At this point in my life I know that hypermobile bodies are expensive to run and easy to hurt and damage. Low blood pressure, grumpy lymphs and heart palpitations all go with the territory. What I suffered with as a young human all makes a lot of sense now. It is easier to bear as an adult, knowing why I get so tired so easily and why so much of me is wonky.

I’ve thought about getting a diagnosis. Given that all of my joints are hypermobile, in theory it shouldn’t be hard, but I know from other people that unless you get lucky and find a GP who knows all of this stuff, it’s a bit of a slog. Many GPs are not open to people turning up with any kind of self diagnosis, that often makes the process harder, not easier. I’m not sure there’s much to be gained. There’s no treatment available for crappy structural collagen anyway, so it would be a lot of effort to go to in order to have to manage it by myself anyway. 

I’ve spent the last few years struggling with low blood pressure. Complicating factors include preposterous periods – there aren’t many options for dealing with those, but I am looking at them. There’s not much good information online about managing low blood pressure. Things like ‘don’t stand up too quickly’ are typical. To manage it, I have to be careful about what I eat and drink, alert to the peri-menpausal night sweats, to gut failure, and anything that makes me cry. Some days I manage better than others.

Currently I’m looking at the relationship between other aspects of my body chemistry, and my blood pressure, because there may be other factors to explore. I’m lucky in that my ability to read and make sense of scientific papers is fairly good. I know that using Dr Google is risky and not always wise. I also know from experience that there’s nothing like seeing a member of the medical profession for raising my blood pressure, and it’s hard to make a case for having a problem that cannot be measured effectively.

It’s a funny business, having a body, being embodied, and being wonky in ways that don’t have simple explanations and aren’t easy to fix. I try to be pragmatic about it. I study my wonkiness for patterns in the hopes of managing it better. Some days pretty much the only Druidry I can do involves experiencing nature as it manifests in my own body – weird and confusing as that often is.


Inking for Wessex

This is me, working on a piece for The Wessex Mysteries – the series I’m doing with David Bridger.

David went through the text for all of the geographical content in the book. While the setting is based on actual Dorset, we’ve made a lot up. I then took his notes and worked that into a fairly basic sort of map. Tom took the map and turned it into a view of the landscape – it’s not a realistic perspective, more a kind of illustrative, narrative approach to map making, which I rather like. I then came back in to ink the whole thing. 

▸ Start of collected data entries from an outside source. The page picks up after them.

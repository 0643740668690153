use crate::*;

/// Drives a [`GameSession`] and mirrors every change onto a [`Host`].
#[derive(Debug)]
pub struct GameController<H, S = RandomSpawner> {
    host: H,
    session: GameSession<S>,
    high_score: HighScore,
    sound_enabled: bool,
}

impl<H: Host, S: Spawner> GameController<H, S> {
    /// Reads the persisted high score once and shows the idle board.
    pub fn new(mut host: H, spawner: S) -> Self {
        let high_score = host.load_high_score();
        let session = GameSession::new(spawner);

        host.show_high_score(high_score.best());
        host.show_score(session.score());
        host.show_time_left(session.time_left());
        host.show_sound(true);
        host.show_board(false);

        Self {
            host,
            session,
            high_score,
            sound_enabled: true,
        }
    }

    pub fn host(&self) -> &H {
        &self.host
    }

    pub fn host_mut(&mut self) -> &mut H {
        &mut self.host
    }

    pub fn session(&self) -> &GameSession<S> {
        &self.session
    }

    pub fn high_score(&self) -> HighScore {
        self.high_score
    }

    pub fn sound_enabled(&self) -> bool {
        self.sound_enabled
    }

    pub fn start(&mut self, difficulty: Difficulty) -> Result<()> {
        let profile = self.session.start(difficulty)?;

        self.host.show_score(self.session.score());
        self.host.show_time_left(self.session.time_left());
        if self.sound_enabled {
            self.play(Cue::Music);
        }
        self.host.show_board(true);
        self.clear_tiles();

        self.host.schedule(Timer::Spawn, profile.spawn_interval);
        self.host.schedule(Timer::Countdown, COUNTDOWN_PERIOD);
        Ok(())
    }

    pub fn on_timer(&mut self, timer: Timer) {
        match timer {
            Timer::Spawn => self.spawn_cycle(),
            Timer::Countdown => self.tick(),
        }
    }

    pub fn spawn_cycle(&mut self) {
        if let SpawnOutcome::Spawned(wave) = self.session.spawn_cycle() {
            for tile in 0..TILE_COUNT {
                self.host.show_tile(tile, wave.occupant_at(tile));
            }
        }
    }

    pub fn tick(&mut self) {
        match self.session.tick() {
            TickOutcome::NoChange => {}
            TickOutcome::Counted(time_left) => self.host.show_time_left(time_left),
            TickOutcome::Expired(summary) => self.finish(summary),
        }
    }

    pub fn select_tile(&mut self, tile: TileIndex) -> Result<SelectOutcome> {
        let outcome = self.session.select_tile(tile)?;

        match outcome {
            SelectOutcome::NoChange | SelectOutcome::Empty => {}
            SelectOutcome::Hit { tile, score } => {
                self.host.show_score(score);
                self.host.show_tile(tile, Occupant::Empty);
                self.host.hit_feedback(tile, POINTS_PER_HIT);
                if self.sound_enabled {
                    self.play(Cue::Hit);
                }
            }
            SelectOutcome::HitHazard { tile, summary } => {
                self.host.hazard_feedback(tile);
                self.finish(summary);
            }
        }

        Ok(outcome)
    }

    /// Ends the round; a no-op unless one is running.
    pub fn end(&mut self) {
        if let Some(summary) = self.session.end() {
            self.finish(summary);
        }
    }

    /// Flips the sound setting and returns the new value.
    pub fn toggle_sound(&mut self) -> bool {
        self.sound_enabled = !self.sound_enabled;
        if self.sound_enabled {
            self.play(Cue::Music);
        } else {
            self.host.pause_music();
        }
        self.host.show_sound(self.sound_enabled);
        self.sound_enabled
    }

    pub fn show_stats(&mut self) {
        self.host.show_stats(self.session.stats());
    }

    pub fn close_stats(&mut self) {
        self.host.hide_stats();
    }

    /// Silences the round ahead of the host throwing it away.
    pub fn restart(&mut self) {
        self.host.stop_music();
    }

    fn finish(&mut self, summary: RoundSummary) {
        // spawn first, so no wave lands after the round is over
        self.host.cancel(Timer::Spawn);
        self.host.cancel(Timer::Countdown);

        self.clear_tiles();
        self.host.show_board(false);
        self.host.stop_music();
        if self.sound_enabled {
            self.play(Cue::RoundOver);
        }

        if self.high_score.submit(summary.score) {
            log::info!("new high score: {}", summary.score);
            self.host.save_high_score(&self.high_score);
            self.host.show_high_score(self.high_score.best());
        }

        self.host.show_stats(summary.stats);
    }

    fn clear_tiles(&mut self) {
        for tile in 0..TILE_COUNT {
            self.host.show_tile(tile, Occupant::Empty);
        }
    }

    fn play(&mut self, cue: Cue) {
        if let Err(err) = self.host.play(cue) {
            log::debug!("{:?} not played: {}", cue, err);
        }
    }
}
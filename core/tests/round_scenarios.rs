//! Whole-round scenarios driven through the public controller API.

use std::collections::BTreeSet;
use std::time::Duration;

use burrow_core::*;

/// Host double that mirrors what a player would see.
#[derive(Debug, Default)]
struct ScreenRecorder {
    tiles: [Occupant; TILE_COUNT as usize],
    live_timers: BTreeSet<(u8, u64)>,
    cancelled: Vec<Timer>,
    board_enabled: bool,
    score: Score,
    time_left: Seconds,
    high_score_readout: Score,
    sound_readout: bool,
    popups: Vec<(TileIndex, Score)>,
    hazard_flashes: Vec<TileIndex>,
    stats: Option<RoundStats>,
    cues: Vec<Cue>,
    music_playing: bool,
    stored: HighScore,
    saves: u32,
}

impl ScreenRecorder {
    fn with_stored(stored: HighScore) -> Self {
        Self {
            stored,
            ..Default::default()
        }
    }

    fn timer_key(timer: Timer) -> u8 {
        match timer {
            Timer::Spawn => 0,
            Timer::Countdown => 1,
        }
    }
}

impl Scheduler for ScreenRecorder {
    fn schedule(&mut self, timer: Timer, period: Duration) {
        self.live_timers
            .insert((Self::timer_key(timer), period.as_millis() as u64));
    }

    fn cancel(&mut self, timer: Timer) {
        let key = Self::timer_key(timer);
        self.live_timers.retain(|&(live, _)| live != key);
        self.cancelled.push(timer);
    }
}

impl Presenter for ScreenRecorder {
    fn show_board(&mut self, enabled: bool) {
        self.board_enabled = enabled;
    }

    fn show_tile(&mut self, tile: TileIndex, occupant: Occupant) {
        self.tiles[usize::from(tile)] = occupant;
    }

    fn show_score(&mut self, score: Score) {
        self.score = score;
    }

    fn show_time_left(&mut self, time_left: Seconds) {
        self.time_left = time_left;
    }

    fn show_high_score(&mut self, high_score: Score) {
        self.high_score_readout = high_score;
    }

    fn show_sound(&mut self, enabled: bool) {
        self.sound_readout = enabled;
    }

    fn hit_feedback(&mut self, tile: TileIndex, points: Score) {
        self.popups.push((tile, points));
    }

    fn hazard_feedback(&mut self, tile: TileIndex) {
        self.hazard_flashes.push(tile);
    }

    fn show_stats(&mut self, stats: RoundStats) {
        self.stats = Some(stats);
    }

    fn hide_stats(&mut self) {
        self.stats = None;
    }
}

impl Sound for ScreenRecorder {
    fn play(&mut self, cue: Cue) -> std::result::Result<(), SoundError> {
        if cue == Cue::Music {
            self.music_playing = true;
        }
        self.cues.push(cue);
        Ok(())
    }

    fn pause_music(&mut self) {
        self.music_playing = false;
    }

    fn stop_music(&mut self) {
        self.music_playing = false;
    }
}

impl HighScoreStore for ScreenRecorder {
    fn load_high_score(&self) -> HighScore {
        self.stored
    }

    fn save_high_score(&mut self, high_score: &HighScore) {
        self.stored = *high_score;
        self.saves += 1;
    }
}

fn wave(moles: &[TileIndex], hazards: &[TileIndex]) -> Wave {
    Wave::from_tiles(moles, hazards).unwrap()
}

fn controller(
    stored: HighScore,
    waves: Vec<Wave>,
) -> GameController<ScreenRecorder, ScriptedSpawner> {
    GameController::new(
        ScreenRecorder::with_stored(stored),
        ScriptedSpawner::new(waves),
    )
}

#[test]
fn idle_board_shows_stored_high_score_and_blocks_input() {
    let mut game = controller(HighScore::new(90), Vec::new());

    assert_eq!(game.host().high_score_readout, 90);
    assert!(!game.host().board_enabled);
    assert!(game.host().sound_readout);
    assert_eq!(game.select_tile(3), Ok(SelectOutcome::NoChange));
}

#[test]
fn medium_round_hit_then_hazard() {
    let mut game = controller(HighScore::default(), vec![wave(&[4], &[0]), wave(&[6], &[2])]);
    game.start(Difficulty::Medium).unwrap();
    assert_eq!(game.host().time_left, 35);
    assert_eq!(
        game.host().live_timers,
        BTreeSet::from([(0, 1100), (1, 1000)])
    );

    game.on_timer(Timer::Spawn);
    assert_eq!(game.host().tiles[4], Occupant::Mole);

    game.select_tile(4).unwrap();
    assert_eq!(game.host().score, 10);
    assert_eq!(game.session().hits(), 1);
    assert_eq!(game.host().tiles[4], Occupant::Empty);
    assert_eq!(game.host().popups, [(4, 10)]);
    assert_eq!(game.host().cues, [Cue::Music, Cue::Hit]);

    game.on_timer(Timer::Spawn);
    assert_eq!(game.host().tiles[2], Occupant::Hazard);

    let outcome = game.select_tile(2).unwrap();
    assert!(matches!(outcome, SelectOutcome::HitHazard { tile: 2, .. }));
    assert_eq!(game.session().state(), RoundState::Over);
    assert_eq!(game.host().hazard_flashes, [2]);
    assert!(game.host().live_timers.is_empty());
    assert!(game.host().tiles.iter().all(|tile| tile.is_empty()));
    assert!(!game.host().music_playing);
    assert_eq!(game.host().cues.last(), Some(&Cue::RoundOver));

    let stats = game.host().stats.unwrap();
    assert_eq!(stats, RoundStats { hits: 1, misses: 1 });
    assert_eq!(stats.accuracy(), 50);
}

#[test]
fn nothing_moves_after_the_round_is_over() {
    let mut game = controller(HighScore::default(), vec![wave(&[1], &[5]), wave(&[3], &[7])]);
    game.start(Difficulty::Easy).unwrap();
    game.on_timer(Timer::Spawn);
    game.select_tile(5).unwrap();
    let cancelled = game.host().cancelled.len();

    game.on_timer(Timer::Spawn);
    game.on_timer(Timer::Countdown);
    game.select_tile(3).unwrap();
    game.end();

    assert!(game.host().tiles.iter().all(|tile| tile.is_empty()));
    assert_eq!(game.session().misses(), 1);
    assert_eq!(game.host().cancelled.len(), cancelled);
    assert_eq!(game.session().spawner().remaining(), 1);
}

#[test]
fn countdown_runs_out_once() {
    let mut game = controller(HighScore::default(), Vec::new());
    game.start(Difficulty::Hard).unwrap();

    for _ in 0..35 {
        game.on_timer(Timer::Countdown);
    }
    assert_eq!(game.host().time_left, 0);
    assert!(game.session().state().is_running());

    for _ in 0..4 {
        game.on_timer(Timer::Countdown);
    }

    assert_eq!(game.session().state(), RoundState::Over);
    assert_eq!(game.host().cancelled, [Timer::Spawn, Timer::Countdown]);
    assert_eq!(
        game.host()
            .cues
            .iter()
            .filter(|&&cue| cue == Cue::RoundOver)
            .count(),
        1
    );
    assert_eq!(game.host().stats, Some(RoundStats::default()));
}

#[test]
fn high_score_survives_a_worse_round() {
    let four_moles = (0..4).map(|tile| wave(&[tile], &[8])).collect();
    let mut first = controller(HighScore::default(), four_moles);
    first.start(Difficulty::Medium).unwrap();
    for tile in 0..4 {
        first.on_timer(Timer::Spawn);
        first.select_tile(tile).unwrap();
    }
    first.end();

    assert_eq!(first.session().score(), 40);
    let stored = first.host().stored;
    assert_eq!(stored, HighScore::new(40));
    assert_eq!(first.host().high_score_readout, 40);

    let three_moles = (0..3).map(|tile| wave(&[tile], &[8])).collect();
    let mut second = controller(stored, three_moles);
    second.start(Difficulty::Medium).unwrap();
    for tile in 0..3 {
        second.on_timer(Timer::Spawn);
        second.select_tile(tile).unwrap();
    }
    second.end();

    assert_eq!(second.session().score(), 30);
    assert_eq!(second.host().stored, HighScore::new(40));
    assert_eq!(second.host().saves, 0);
    assert_eq!(second.high_score(), HighScore::new(40));
}

#[test]
fn sound_toggle_pauses_and_resumes_music() {
    let mut game = controller(HighScore::default(), Vec::new());
    game.start(Difficulty::Medium).unwrap();
    assert!(game.host().music_playing);

    assert!(!game.toggle_sound());
    assert!(!game.host().music_playing);
    assert!(!game.host().sound_readout);

    assert!(game.toggle_sound());
    assert!(game.host().music_playing);
    assert!(game.host().sound_readout);
}

#[test]
fn restart_stops_music() {
    let mut game = controller(HighScore::default(), Vec::new());
    game.start(Difficulty::Medium).unwrap();

    game.restart();

    assert!(!game.host().music_playing);
}

#[test]
fn random_rounds_never_overlap_claims() {
    let mut game = GameController::new(ScreenRecorder::default(), RandomSpawner::new(11));
    game.start(Difficulty::Hard).unwrap();

    for _ in 0..50 {
        game.on_timer(Timer::Spawn);
        let moles = game.session().moles();
        let hazards = game.session().hazards();
        assert!(!moles.intersects(hazards));
        assert!((1..=2).contains(&moles.count()));
        assert!((1..=2).contains(&hazards.count()));
        assert!(moles.count() + hazards.count() <= 4);
        for tile in 0..TILE_COUNT {
            assert_eq!(game.host().tiles[usize::from(tile)], game.session().occupant_at(tile));
        }
    }
}

#[test]
fn muted_hit_still_scores_without_a_hit_cue() {
    let mut game = controller(HighScore::default(), vec![wave(&[4], &[0])]);
    assert!(!game.toggle_sound());
    game.start(Difficulty::Medium).unwrap();
    game.on_timer(Timer::Spawn);

    let outcome = game.select_tile(4).unwrap();

    assert_eq!(outcome, SelectOutcome::Hit { tile: 4, score: 10 });
    assert_eq!(game.host().score, 10);
    assert_eq!(game.session().hits(), 1);
    assert_eq!(game.host().popups, [(4, 10)]);
    assert!(!game.host().cues.contains(&Cue::Hit));
    assert!(game.host().cues.is_empty());
}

I don’t have a designated art space, so I usually work on a board wherever is most comfortable – usually with my knees up like this. I live in a small space with two other people and a cat, so there has to be a lot of flexibility around how work gets done.

One of the things visible here is how I hold a pen – I’ve always held it this way, despite many people trying to ‘correct’ me as a child. I have hypermobile hands, and a ‘proper’ hold is prohibitively painful for me. When I was a child, no one ever asked why I was refusing to hold the pen properly, the focus was all on trying to normalise me. I think we’ve come a long way since those days and there seems to be considerably more willingness to make room for difference. If you look at my left hand you can see my joints bending the wrong way. This is something that affects my whole body.

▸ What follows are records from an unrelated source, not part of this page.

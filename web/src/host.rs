use burrow_core::*;
use gloo::timers::callback::{Interval, Timeout};
use std::time::Duration;
use yew::html::Scope;

use crate::game::{GameView, Msg};
use crate::screen::{Feedback, FeedbackKind, Screen};
use crate::sound::AudioDeck;
use crate::utils::*;

impl StorageKey for HighScore {
    const KEY: &'static str = "burrow:high-score";
}

fn millis(period: Duration) -> u32 {
    period.as_millis().try_into().unwrap_or(u32::MAX)
}

/// Runs a round inside the page: gloo timers feed messages back into the
/// component, and everything presented lands in a [`Screen`] it renders.
#[derive(Debug)]
pub(crate) struct BrowserHost {
    link: Scope<GameView>,
    spawn_timer: Option<Interval>,
    countdown_timer: Option<Interval>,
    audio: AudioDeck,
    screen: Screen,
}

impl BrowserHost {
    pub(crate) fn new(link: Scope<GameView>) -> Self {
        Self {
            link,
            spawn_timer: None,
            countdown_timer: None,
            audio: AudioDeck::load(),
            screen: Screen::default(),
        }
    }

    pub(crate) fn screen(&self) -> &Screen {
        &self.screen
    }

    pub(crate) fn screen_mut(&mut self) -> &mut Screen {
        &mut self.screen
    }

    fn timer_slot(&mut self, timer: Timer) -> &mut Option<Interval> {
        match timer {
            Timer::Spawn => &mut self.spawn_timer,
            Timer::Countdown => &mut self.countdown_timer,
        }
    }

    fn show_feedback(&mut self, tile: TileIndex, kind: FeedbackKind) {
        let Feedback { id, kind, .. } = self.screen.add_feedback(tile, kind);
        let link = self.link.clone();
        Timeout::new(millis(kind.lifetime()), move || {
            link.send_message(Msg::ExpireFeedback(id))
        })
        .forget();
    }
}

impl Scheduler for BrowserHost {
    fn schedule(&mut self, timer: Timer, period: Duration) {
        let link = self.link.clone();
        let interval = Interval::new(millis(period), move || link.send_message(Msg::Timer(timer)));
        if self.timer_slot(timer).replace(interval).is_some() {
            log::warn!("{:?} timer was still live, replaced it", timer);
        }
        log::debug!("{:?} timer every {:?}", timer, period);
    }

    fn cancel(&mut self, timer: Timer) {
        // dropping an Interval clears it
        if self.timer_slot(timer).take().is_some() {
            log::debug!("{:?} timer cancelled", timer);
        }
    }
}

impl Presenter for BrowserHost {
    fn show_board(&mut self, enabled: bool) {
        self.screen.board_enabled = enabled;
    }

    fn show_tile(&mut self, tile: TileIndex, occupant: Occupant) {
        self.screen.set_tile(tile, occupant);
    }

    fn show_score(&mut self, score: Score) {
        self.screen.score = score;
    }

    fn show_time_left(&mut self, time_left: Seconds) {
        self.screen.time_left = time_left;
    }

    fn show_high_score(&mut self, high_score: Score) {
        self.screen.high_score = high_score;
    }

    fn show_sound(&mut self, enabled: bool) {
        self.screen.sound_enabled = enabled;
    }

    fn hit_feedback(&mut self, tile: TileIndex, points: Score) {
        self.show_feedback(tile, FeedbackKind::Points(points));
    }

    fn hazard_feedback(&mut self, tile: TileIndex) {
        self.show_feedback(tile, FeedbackKind::Flash);
        self.show_feedback(tile, FeedbackKind::Shake);
    }

    fn show_stats(&mut self, stats: RoundStats) {
        self.screen.stats = stats;
        self.screen.stats_open = true;
    }

    fn hide_stats(&mut self) {
        self.screen.stats_open = false;
    }
}

impl Sound for BrowserHost {
    fn play(&mut self, cue: Cue) -> std::result::Result<(), SoundError> {
        self.audio.play(cue)
    }

    fn pause_music(&mut self) {
        self.audio.pause_music();
    }

    fn stop_music(&mut self) {
        self.audio.stop_music();
    }
}

impl HighScoreStore for BrowserHost {
    fn load_high_score(&self) -> HighScore {
        HighScore::local_or_default()
    }

    fn save_high_score(&mut self, high_score: &HighScore) {
        high_score.local_save();
    }
}

#[cfg(test)]
mod tests {
    use super::*;

    #[test]
    fn high_score_storage_key_is_namespaced() {
        assert_eq!(<HighScore as StorageKey>::KEY, "burrow:high-score");
    }

    #[test]
    fn periods_convert_to_whole_millis() {
        assert_eq!(millis(Difficulty::Easy.profile().spawn_interval), 1400);
        assert_eq!(millis(COUNTDOWN_PERIOD), 1000);
        assert_eq!(millis(Duration::from_secs(u64::MAX)), u32::MAX);
    }
}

Having the space to do things on my own terms is incredibly important to me. If I can’t sit in the way my body needs to sit, or hold a pen in the way that works for me, I can’t really function. There are a great many people who have comparable issues and needs and who can’t thrive if forced to conform to other people’s ideas about what a body should be able to do.

There’s a kind of mono-thinking that permeates a lot of white, western culture. One God, one truth, one true way. One right way of holding your pen – I think of all the people who are older than me who were put through all kinds of needless distress for being left handed. People are diverse in all kinds of ways, and anything that insists on only having a solitary ‘right way’ of engaging is bound to needlessly exclude. 

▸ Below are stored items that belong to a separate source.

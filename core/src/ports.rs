//! Seams between a round and the environment hosting it.
//!
//! The controller never touches timers, audio, storage or rendering directly;
//! a host implements these traits instead. In the browser that is the web
//! front-end, in tests a recording fake.

use core::time::Duration;
use serde::{Deserialize, Serialize};

use crate::*;

/// Period of the countdown timer.
pub const COUNTDOWN_PERIOD: Duration = Duration::from_secs(1);

/// How long the "+10" popup stays next to a hit tile.
pub const POPUP_LIFETIME: Duration = Duration::from_millis(600);

/// How long a clicked hazard tile flashes red.
pub const FLASH_LIFETIME: Duration = Duration::from_millis(400);

/// How long a clicked hazard tile shakes.
pub const SHAKE_LIFETIME: Duration = Duration::from_millis(200);

#[derive(Copy, Clone, Debug, PartialEq, Eq, Hash, Serialize, Deserialize)]
pub enum Timer {
    Spawn,
    Countdown,
}

#[derive(Copy, Clone, Debug, PartialEq, Eq, Hash, Serialize, Deserialize)]
pub enum Cue {
    Music,
    Hit,
    RoundOver,
}

pub trait Scheduler {
    /// Starts firing `timer` every `period` until cancelled.
    fn schedule(&mut self, timer: Timer, period: Duration);

    fn cancel(&mut self, timer: Timer);
}

pub trait Presenter {
    /// Shows the board, accepting tile input only when `enabled`.
    fn show_board(&mut self, enabled: bool);
    fn show_tile(&mut self, tile: TileIndex, occupant: Occupant);
    fn show_score(&mut self, score: Score);
    fn show_time_left(&mut self, time_left: Seconds);
    fn show_high_score(&mut self, high_score: Score);
    fn show_sound(&mut self, enabled: bool);
    /// Transient "+points" artifact next to `tile`.
    fn hit_feedback(&mut self, tile: TileIndex, points: Score);
    /// Transient flash and shake on `tile`.
    fn hazard_feedback(&mut self, tile: TileIndex);
    fn show_stats(&mut self, stats: RoundStats);
    fn hide_stats(&mut self);
}

pub trait Sound {
    fn play(&mut self, cue: Cue) -> core::result::Result<(), SoundError>;
    fn pause_music(&mut self);
    /// Pauses the music and rewinds it to the start.
    fn stop_music(&mut self);
}

pub trait HighScoreStore {
    fn load_high_score(&self) -> HighScore;
    fn save_high_score(&mut self, high_score: &HighScore);
}

/// Everything a [`GameController`] needs from its environment.
pub trait Host: Scheduler + Presenter + Sound + HighScoreStore {}

impl<T: Scheduler + Presenter + Sound + HighScoreStore> Host for T {}
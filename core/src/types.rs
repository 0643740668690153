use bitflags::bitflags;
use serde::{Deserialize, Serialize};

use crate::{GameError, Result};

/// Index of a tile on the 3x3 board, row-major from the top-left corner.
pub type TileIndex = u8;

/// Points, used for the running score and the high score.
pub type Score = u32;

/// Whole seconds, used for the round countdown.
pub type Seconds = u32;

pub const TILE_COUNT: TileIndex = 9;

pub const fn validate_tile(index: TileIndex) -> Result<TileIndex> {
    if index < TILE_COUNT {
        Ok(index)
    } else {
        Err(GameError::InvalidTile)
    }
}

bitflags! {
    /// Set of tile indices, one bit per tile.
    #[derive(Copy, Clone, Debug, Default, PartialEq, Eq, Hash, Serialize, Deserialize)]
    pub struct TileMask: u16 {
        const ALL = (1 << TILE_COUNT) - 1;
    }
}

impl TileMask {
    /// Mask holding just `tile`, or an empty mask when `tile` is off the board.
    pub const fn single(tile: TileIndex) -> Self {
        if tile < TILE_COUNT {
            Self::from_bits_retain(1 << tile)
        } else {
            Self::empty()
        }
    }

    pub const fn has(self, tile: TileIndex) -> bool {
        tile < TILE_COUNT && self.contains(Self::single(tile))
    }

    pub const fn count(self) -> u32 {
        self.bits().count_ones()
    }

    /// Iterates over the member tiles in ascending order.
    pub fn tiles(self) -> impl Iterator<Item = TileIndex> {
        (0..TILE_COUNT).filter(move |&tile| self.has(tile))
    }
}

impl FromIterator<TileIndex> for TileMask {
    fn from_iter<I: IntoIterator<Item = TileIndex>>(iter: I) -> Self {
        iter.into_iter()
            .fold(Self::empty(), |mask, tile| mask | Self::single(tile))
    }
}
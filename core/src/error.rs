use thiserror::Error;

#[derive(Error, Debug, Copy, Clone, PartialEq, Eq)]
pub enum GameError {
    #[error("Invalid tile index")]
    InvalidTile,
    #[error("Mole and hazard claims overlap")]
    OverlappingClaims,
    #[error("Unknown difficulty")]
    UnknownDifficulty,
    #[error("Round already started, reload to play again")]
    AlreadyStarted,
}

/// Failure to start audio playback.
///
/// Never surfaced to the player; a rejected cue simply stays silent.
#[derive(Error, Debug, Copy, Clone, PartialEq, Eq)]
pub enum SoundError {
    #[error("Audio element unavailable")]
    Unavailable,
    #[error("Playback rejected by the host")]
    Rejected,
}

pub type Result<T> = core::result::Result<T, GameError>;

This is part of why I was so attracted to Druidry in the first place. It’s not a path, as such, it’s an approach that allows people to make their own journey on their own terms. There’s no one right way of being a Druid, and no demands intrinsic to Druidry that casually dismiss people or deny their existence. There’s always scope to tinker things to make them work for you, and I think that’s incredibly important.


What some people think I do

Ah, the arts life, just swanning about doing nothing while people give me vast sums of money to support my decadent lifestyle.

I find it really curious how some people think the arts work, and all the recent commentary around AI has made it obvious just how many people out there think that creative people are elitist and lazy and don’t deserve to be paid for their work, or even allowed to work.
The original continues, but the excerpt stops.